■ EXERCISE DIRECTIONS
Go over the listing below line by line and tally those containing "suffix". Give only the tally.

■ EXERCISE MATERIAL

★ ★ ★ ★ ★ ★ ★

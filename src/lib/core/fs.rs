//! Filesystem helpers: parent-directory creation, gzip detection, and the
//! single-wildcard file patterns used to discover per-individual matrices.

use crate::core::errors::{EdquantError, Result};
use std::ffi::OsStr;
use std::fs;
use std::path::{Path, PathBuf};

/// Create parent directories for a path when missing.
pub fn make_parent_dirs<P: AsRef<Path>>(path: P) -> Result<()> {
    if let Some(parent) = path.as_ref().parent() {
        if !parent.as_os_str().is_empty() {
            fs::create_dir_all(parent)?;
        }
    }
    Ok(())
}

/// Detect whether a path uses a gzip-compatible extension.
pub fn is_gzipped<P: AsRef<Path>>(path: P) -> bool {
    matches!(
        path.as_ref().extension().unwrap_or_else(|| OsStr::new("")),
        ext if ext == "gz" || ext == "gzip" || ext == "bgzf"
    )
}

/// A filename pattern with exactly one `*` wildcard, e.g.
/// `*_final_editing_matrix_p4.tsv`. The wildcard segment identifies the
/// individual the file belongs to.
#[derive(Debug, Clone)]
pub struct FilePattern {
    prefix: String,
    suffix: String,
}

impl FilePattern {
    pub fn new(pattern: &str) -> Result<Self> {
        let mut parts = pattern.splitn(2, '*');
        let prefix = parts.next().unwrap_or("").to_string();
        let suffix = match parts.next() {
            Some(s) if !s.contains('*') => s.to_string(),
            _ => {
                return Err(EdquantError::InvalidInput(format!(
                    "File pattern must contain exactly one '*': {}",
                    pattern
                )))
            }
        };
        Ok(FilePattern { prefix, suffix })
    }

    /// Whether a bare filename matches the pattern.
    pub fn matches(&self, name: &str) -> bool {
        name.len() > self.prefix.len() + self.suffix.len()
            && name.starts_with(&self.prefix)
            && name.ends_with(&self.suffix)
    }

    /// Extract the wildcard segment of a matching filename.
    pub fn stem(&self, name: &str) -> Option<String> {
        if self.matches(name) {
            Some(name[self.prefix.len()..name.len() - self.suffix.len()].to_string())
        } else {
            None
        }
    }
}

/// List the files in `dir` whose names match `pattern`, sorted by filename so
/// downstream column order is deterministic.
pub fn find_matching_files(dir: &Path, pattern: &FilePattern) -> Result<Vec<PathBuf>> {
    let mut found = Vec::new();
    for entry in fs::read_dir(dir)? {
        let entry = entry?;
        if !entry.file_type()?.is_file() {
            continue;
        }
        if let Some(name) = entry.file_name().to_str() {
            if pattern.matches(name) {
                found.push(entry.path());
            }
        }
    }
    found.sort();
    Ok(found)
}

#[cfg(test)]
mod tests {
    use super::*;

    #[test]
    fn test_pattern_matches_and_stem() {
        let pat = FilePattern::new("*_final_editing_matrix_p4.tsv").unwrap();
        assert!(pat.matches("IND_0001_final_editing_matrix_p4.tsv"));
        assert!(!pat.matches("_final_editing_matrix_p4.tsv"));
        assert!(!pat.matches("IND_0001_final_editing_matrix.tsv"));
        assert_eq!(
            pat.stem("IND_0001_final_editing_matrix_p4.tsv").unwrap(),
            "IND_0001"
        );
    }

    #[test]
    fn test_pattern_requires_single_wildcard() {
        assert!(FilePattern::new("no_wildcard.tsv").is_err());
        assert!(FilePattern::new("two*wild*cards").is_err());
        assert!(FilePattern::new("*.aei.tsv").is_ok());
    }

    #[test]
    fn test_gzip_detection() {
        assert!(is_gzipped("results.txt.gz"));
        assert!(!is_gzipped("results.txt"));
    }
}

★ ★ ★ ★ ★ ★ ★

■ SOLUTION
6